# More Government Overreach...



## Vol (Jul 5, 2009)

In agriculture....from DTN.

Regards, Mike

http://www.dtnprogressivefarmer.com/dtnag/common/link.do?symbolicName=/free/news/template1&paneContentId=5&paneParentId=70104&product=/ag/news/topstories&vendorReference=eddd1310-50bf-4ee7-adbd-597512891e22&pagination_num=1


----------



## rjmoses (Apr 4, 2010)

Where's the "Don't Like" button?

Ralph


----------



## Farmerbrown2 (Sep 25, 2018)

Same old story do as I say not as I do.

Amazing they can dig holes in the wet land but the farmer can't because he owns the property.


----------



## stack em up (Mar 7, 2013)

Crap like this makes me think a war is coming. And I gots no guns....


----------



## JD3430 (Jan 1, 2012)

I have a intermittant water hole on one of my fields. Looks more like a shallow pond-bout a 10th of an acre. Some busy body called the DEP on my ass complaining I had compost piled there too long (7 days- oh what a crime).
The DEP wasn't happy I had 30 tri axles of compost piled near what amounts to a big puddle.


----------



## cornshucker (Aug 22, 2011)

Like Ralph I would rather click on unlike but I do like the fact that Mike posted this total illiterate bullshit. The EPA does need to be curtailed along with about every other government organization including the USDA and NCRS which about all of us have had some dealings in the past. If this farmer met these people with a gun I sure would not find him guilty. Just what the hell ever went with property rights. There is no way by him planting a crop in this spot that it can adversely affect anyone or anything else.


----------



## BWfarms (Aug 3, 2015)

Government has gotten too big for their own diaper. It was fine when it was in its infancy, bearable through the formative years, but now has gotten just plain old senile in its old age.

Eminent Domain will be my death. Period. It will not happen in my lifetime.

We were denied adding hogs years ago because of the watershed. Like our small footprint was going to stop the pollution of Raleigh/Cary's water supply. There is much worse in the rivers like gasoline and oil. Doesn't Ammonia clean? I don't like city water, I like my showers and tea made from our well water. It's quite the fountain of youth, I attribute our longevity to it.

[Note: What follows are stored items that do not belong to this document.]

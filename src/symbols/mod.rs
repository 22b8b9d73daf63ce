//! Symbol layer
//! - position.rs: 1-based script positions and regions
//! - types.rs: SymbolReference and lookup results
//! - resolver.rs: symbol under a position
//! - scanner.rs: occurrences of a symbol across scripts

pub mod position;
pub mod resolver;
pub mod scanner;
pub mod types;

pub use position::{ScriptPosition, ScriptRegion};
pub use resolver::find_symbol_at;
pub use scanner::ReferenceScanner;
pub use types::{SymbolLookup, SymbolReference};
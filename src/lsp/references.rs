//! `textDocument/references` request handling

use std::sync::Arc;

use tower_lsp::jsonrpc;
use tower_lsp::lsp_types::{Location, ReferenceParams};
use tracing::debug;

use crate::config::ServerConfig;
use crate::lsp::coordinates::{to_internal, to_protocol_range};
use crate::symbols::resolver::find_symbol_at;
use crate::symbols::scanner::ReferenceScanner;
use crate::symbols::types::{SymbolLookup, SymbolReference};
use crate::workspace::error::WorkspaceError;
use crate::workspace::graph::expand_script_references;
use crate::workspace::service::WorkspaceService;

/// Resolves the symbol under the cursor and collects its references across
/// the dot-sourcing graph. Holds no per-request state.
///
/// Yields to the runtime between stages and between scanned scripts, so a
/// `$/cancelRequest` (which drops this future) stops the search there.
pub struct ReferencesHandler {
    workspace: Arc<WorkspaceService>,
    scanner: ReferenceScanner,
    include_referencing: bool,
}

impl ReferencesHandler {
    pub fn new(workspace: Arc<WorkspaceService>, config: &ServerConfig) -> Self {
        Self {
            workspace,
            scanner: ReferenceScanner::new(config.symbol_match_policy),
            include_referencing: config.include_referencing_documents,
        }
    }

    /// Declarations and usages are always returned together; the request's
    /// `includeDeclaration` flag is not consulted.
    pub async fn handle(&self, params: ReferenceParams) -> Result<Vec<Location>, WorkspaceError> {
        let document = &params.text_document_position;
        let file = self.workspace.get_file(&document.text_document.uri)?;
        let position = to_internal(document.position);

        let SymbolLookup::Found(symbol) = find_symbol_at(&file, position) else {
            return Ok(Vec::new());
        };
        tokio::task::yield_now().await;

        // Expansion may read scripts from disk
        let workspace = Arc::clone(&self.workspace);
        let include_referencing = self.include_referencing;
        let start = Arc::clone(&file);
        let documents = tokio::task::spawn_blocking(move || {
            expand_script_references(&start, &*workspace, include_referencing)
        })
        .await??;
        debug!(
            "Searching {} scripts for '{}'",
            documents.len(),
            symbol.name
        );

        let mut references = Vec::new();
        for document in &documents {
            tokio::task::yield_now().await;
            references.extend(self.scanner.references_in(&symbol, document));
        }
        let references = self.scanner.finish(&symbol, references);

        Ok(references.iter().map(to_location).collect())
    }
}

fn to_location(reference: &SymbolReference) -> Location {
    Location {
        uri: reference.file_uri.clone(),
        range: to_protocol_range(reference.region),
    }
}

/// Unknown documents are the caller's mistake; anything else is ours
pub fn to_rpc_error(error: WorkspaceError) -> jsonrpc::Error {
    match error {
        WorkspaceError::DocumentNotFound(_) => jsonrpc::Error::invalid_params(error.to_string()),
        WorkspaceError::Io { .. } | WorkspaceError::Parse { .. } | WorkspaceError::Task(_) => {
            jsonrpc::Error {
                code: jsonrpc::ErrorCode::InternalError,
                message: error.to_string().into(),
                data: None,
            }
        }
    }
}
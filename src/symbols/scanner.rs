//! Finds every occurrence of a resolved symbol across a set of scripts

use std::sync::Arc;

use tracing::debug;

use crate::config::SymbolMatchPolicy;
use crate::parser::types::{ParsedSymbol, SymbolScope};
use crate::symbols::types::SymbolReference;
use crate::workspace::document::ScriptFile;

pub struct ReferenceScanner {
    policy: SymbolMatchPolicy,
}

impl ReferenceScanner {
    pub fn new(policy: SymbolMatchPolicy) -> Self {
        Self { policy }
    }

    /// Returns every occurrence of `symbol` in `documents`, grouped by
    /// document in the given order and sorted by position within a document.
    pub fn find_references(
        &self,
        symbol: &SymbolReference,
        documents: &[Arc<ScriptFile>],
    ) -> Vec<SymbolReference> {
        let references = documents
            .iter()
            .flat_map(|document| self.references_in(symbol, document))
            .collect();
        self.finish(symbol, references)
    }

    /// Occurrences of `symbol` within one document, in ascending position
    pub fn references_in(
        &self,
        symbol: &SymbolReference,
        document: &ScriptFile,
    ) -> Vec<SymbolReference> {
        let mut references: Vec<SymbolReference> = document
            .symbols()
            .symbols
            .iter()
            .filter(|candidate| self.is_same_symbol(symbol, candidate, document))
            .map(|candidate| SymbolReference::from_parsed(candidate, document.uri()))
            .collect();
        references.sort_by_key(|reference| (reference.region.start, reference.region.end));
        references
    }

    /// A symbol whose only occurrence is the one under the cursor has no
    /// references.
    pub fn finish(
        &self,
        symbol: &SymbolReference,
        references: Vec<SymbolReference>,
    ) -> Vec<SymbolReference> {
        if references.iter().all(|r| r.is_same_occurrence(symbol)) {
            debug!("No references to '{}' beyond the symbol itself", symbol.name);
            return Vec::new();
        }
        debug!("Found {} references to '{}'", references.len(), symbol.name);
        references
    }

    fn is_same_symbol(
        &self,
        target: &SymbolReference,
        candidate: &ParsedSymbol,
        document: &ScriptFile,
    ) -> bool {
        if target.kind.family() != candidate.kind.family()
            || target.name.to_lowercase() != candidate.name.to_lowercase()
        {
            return false;
        }

        match self.policy {
            SymbolMatchPolicy::NameOnly => true,
            SymbolMatchPolicy::ScopeAware => match (target.scope, candidate.scope) {
                (SymbolScope::Script, SymbolScope::Script) => true,
                (SymbolScope::Function(a), SymbolScope::Function(b)) => {
                    a == b && target.file_uri == *document.uri()
                }
                _ => false,
            },
        }
    }
}

impl Default for ReferenceScanner {
    fn default() -> Self {
        Self::new(SymbolMatchPolicy::default())
    }
}
//! Parser layer
//! - traits.rs: Parser trait definition
//! - types.rs: Common types (ParsedSymbol, SymbolTable, Inclusion)
//! - powershell.rs: PowerShell script tokenizer

pub mod powershell;
pub mod traits;
pub mod types;

pub use powershell::PowerShellParser;
pub use traits::{ParseError, Parser};
pub use types::{Inclusion, ParsedSymbol, SymbolKind, SymbolScope, SymbolTable};
pub mod config;
pub mod log;
pub mod lsp;
pub mod parser;
pub mod symbols;
pub mod workspace;
//! Script coordinates used everywhere below the protocol layer
//!
//! Lines and columns are 1-based. Columns count UTF-16 code units so that a
//! column maps onto a protocol character offset without re-reading the text.

use std::cmp::Reverse;
use std::fmt;

/// A 1-based (line, column) position inside a script
#[derive(Debug, Clone, Copy, PartialEq, Eq, PartialOrd, Ord, Hash)]
pub struct ScriptPosition {
    pub line: u32,
    pub column: u32,
}

impl ScriptPosition {
    pub const fn new(line: u32, column: u32) -> Self {
        Self { line, column }
    }
}

impl fmt::Display for ScriptPosition {
    fn fmt(&self, f: &mut fmt::Formatter<'_>) -> fmt::Result {
        write!(f, "{}:{}", self.line, self.column)
    }
}

/// A span of script text. `start` is inclusive, `end` is exclusive.
#[derive(Debug, Clone, Copy, PartialEq, Eq, Hash)]
pub struct ScriptRegion {
    pub start: ScriptPosition,
    pub end: ScriptPosition,
}

impl ScriptRegion {
    pub const fn new(start: ScriptPosition, end: ScriptPosition) -> Self {
        Self { start, end }
    }

    /// Region on a single line covering `[start_column, end_column)`
    pub const fn on_line(line: u32, start_column: u32, end_column: u32) -> Self {
        Self {
            start: ScriptPosition::new(line, start_column),
            end: ScriptPosition::new(line, end_column),
        }
    }

    /// Returns true if `position` lies inside the region.
    /// A position equal to `end` is outside, matching protocol range semantics.
    pub fn contains(&self, position: ScriptPosition) -> bool {
        self.start <= position && position < self.end
    }

    /// Sort key that orders nested regions innermost first
    pub fn specificity(&self) -> (Reverse<ScriptPosition>, ScriptPosition) {
        (Reverse(self.start), self.end)
    }
}

impl fmt::Display for ScriptRegion {
    fn fmt(&self, f: &mut fmt::Formatter<'_>) -> fmt::Result {
        write!(f, "{}-{}", self.start, self.end)
    }
}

I don't even let utility companies drive in my fields without my say so and I make them drive where I tell them to. This all stems from 5 trucks (2 heavies, 3 pickups) to put a single pole in, a cut fence and trash everywhere so yes I'm a butthole and they don't like dealing with me. They wanted to put a pole in the middle of a pasture because they say that span is too long. Funny that wire has been there since the 70s like that and no problems since.

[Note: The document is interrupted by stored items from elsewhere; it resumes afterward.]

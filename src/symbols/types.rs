//! Symbol occurrences as seen by the reference pipeline

use tower_lsp::lsp_types::Url;

use crate::parser::types::{ParsedSymbol, SymbolKind, SymbolScope};
use crate::symbols::position::ScriptRegion;

/// An occurrence of a symbol in a specific file
#[derive(Debug, Clone, PartialEq, Eq)]
pub struct SymbolReference {
    pub name: String,
    pub kind: SymbolKind,
    pub file_uri: Url,
    pub region: ScriptRegion,
    pub scope: SymbolScope,
    pub is_declaration: bool,
}

impl SymbolReference {
    pub fn from_parsed(symbol: &ParsedSymbol, file_uri: &Url) -> Self {
        Self {
            name: symbol.name.clone(),
            kind: symbol.kind,
            file_uri: file_uri.clone(),
            region: symbol.region,
            scope: symbol.scope,
            is_declaration: symbol.is_declaration,
        }
    }

    /// Returns true if `other` is this very occurrence
    pub fn is_same_occurrence(&self, other: &SymbolReference) -> bool {
        self.file_uri == other.file_uri && self.region == other.region
    }
}

/// Result of looking up the symbol under a position
#[derive(Debug, Clone, PartialEq, Eq)]
pub enum SymbolLookup {
    Found(SymbolReference),
    NotFound,
}

impl SymbolLookup {
    pub fn found(self) -> Option<SymbolReference> {
        match self {
            SymbolLookup::Found(symbol) => Some(symbol),
            SymbolLookup::NotFound => None,
        }
    }
}
//! PowerShell script parser

use std::collections::HashSet;
use std::sync::LazyLock;

use regex::Regex;
use tracing::{debug, warn};
use tree_sitter::Node;

use crate::parser::traits::{ParseError, Parser};
use crate::parser::types::{
    FunctionScopeId, Inclusion, ParsedSymbol, SymbolKind, SymbolScope, SymbolTable,
};
use crate::symbols::position::{ScriptPosition, ScriptRegion};

/// Variables PowerShell defines itself. They never name a user symbol.
const AUTOMATIC_VARIABLES: [&str; 10] = [
    "$",
    "^",
    "?",
    "_",
    "args",
    "input",
    "psitem",
    "pscommandpath",
    "psscriptroot",
    "this",
];

/// `$name`, `${name}` and `$scope:name` inside an expandable string.
/// A leading backtick escapes the sigil.
static STRING_VARIABLE: LazyLock<Regex> = LazyLock::new(|| {
    Regex::new(r"`?\$(?:\{[^}]+\}|(?:[A-Za-z_][A-Za-z0-9_]*:)?[A-Za-z0-9_]+)")
        .expect("string variable pattern is valid")
});

/// Parser for PowerShell scripts (.ps1, .psm1)
pub struct PowerShellParser {
    strict: bool,
}

impl PowerShellParser {
    /// Lenient parser: symbols are collected from whatever tree-sitter
    /// recovers, so incomplete editor buffers still parse
    pub fn new() -> Self {
        Self { strict: false }
    }

    /// Parser that rejects scripts containing syntax errors
    pub fn strict() -> Self {
        Self { strict: true }
    }
}

impl Default for PowerShellParser {
    fn default() -> Self {
        Self::new()
    }
}

impl Parser for PowerShellParser {
    fn parse(&self, content: &str) -> Result<SymbolTable, ParseError> {
        let mut parser = tree_sitter::Parser::new();
        let language = tree_sitter_powershell::LANGUAGE;
        parser.set_language(&language.into()).map_err(|e| {
            warn!("Failed to set PowerShell language for tree-sitter: {}", e);
            ParseError::TreeSitter(e.to_string())
        })?;

        let tree = parser.parse(content, None).ok_or_else(|| {
            warn!("Failed to parse PowerShell content");
            ParseError::ParseFailed("Failed to parse PowerShell".to_string())
        })?;

        let root = tree.root_node();
        let lines = LineIndex::new(content);

        if self.strict && root.has_error() {
            let position = first_error(root)
                .map_or(ScriptPosition::new(1, 1), |node| lines.position(node.start_byte()));
            return Err(ParseError::Syntax {
                line: position.line,
                column: position.column,
            });
        }

        let mut collector = SymbolCollector::new(content, &lines);
        collector.visit(root, None);
        let table = collector.finish();

        debug!(
            "Parsed {} symbols and {} inclusions",
            table.symbols.len(),
            table.inclusions.len()
        );
        Ok(table)
    }
}

/// Scope qualifiers that may prefix a variable or function name
#[derive(Debug, Clone, Copy, PartialEq, Eq)]
enum Qualifier {
    None,
    Script,
    Global,
    Local,
    Private,
    Using,
}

EPA can kiss my grits; when they quite driving cars, using manufactured devices that was made using electricity from coal power supplies, and pigs fly (yes most definitely pigs fly because I'll start raising flying pigs that poop rainbows), then I'll follow their guidelines and pay penalties. Want to protect the environment? Just look at Denver, Houston and the amount of smog is unreal. Start cleaning up there with your magical vacuum.

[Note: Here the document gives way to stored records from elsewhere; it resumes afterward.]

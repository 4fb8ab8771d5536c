//! Convert DynamoDB tagged attribute values into plain JSON.
//!
//! ```
//! use dynojson::{convert_to_json, AttributeValue, Item};
//!
//! let item = Item::from([
//!     ("price".to_string(), AttributeValue::N("72.99".to_string())),
//!     ("deleted".to_string(), AttributeValue::Null),
//! ]);
//!
//! assert_eq!(convert_to_json(&item).unwrap(), br#"{"price":"72.99"}"#);
//! ```

pub mod attribute;
pub mod convert;
pub mod error;
pub mod path;
pub mod scan;
pub mod stream;

pub use attribute::{item_from_json, item_from_sdk, items_from_slice, AttributeValue, Item, Tag};
pub use convert::{convert_field, convert_item, convert_to_json, JsonValue, Object};
pub use error::{Error, Result};
pub use path::FieldPath;
pub use stream::{convert_event, ChangeRecord, Event};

Guns are a sore subject you may assume where I stand.

Taxes? Cut it in half. I don't need paved roads, they sure are nice but they don't even maintain the ones I use the most. Instead it goes to the city. Take my income and give it to the poor and unfortunate that have more than I do because they supplement their income with illegal gains. All I ask is you fingerprint and drug test them.

It's funny I can't even get a government subsidized ag loan; I'm deaf, classified as a young farmer, credit always above 800, pay loans off way before maturation, and meticulous tax returns. I refuse to sign liens against anything I own and want credit based on my phenomenal history. Somehow government assistance won't apply to me, I guess it's like health insurance to hospitals, one big racket. All I want is another 200 acres. Oh the bank will give me money for 80 head of cattle but I don't have the means to support it on what I have and they can't figure that out. Their theory...well the feedlots can. Yeah I don't think they know where cows come from.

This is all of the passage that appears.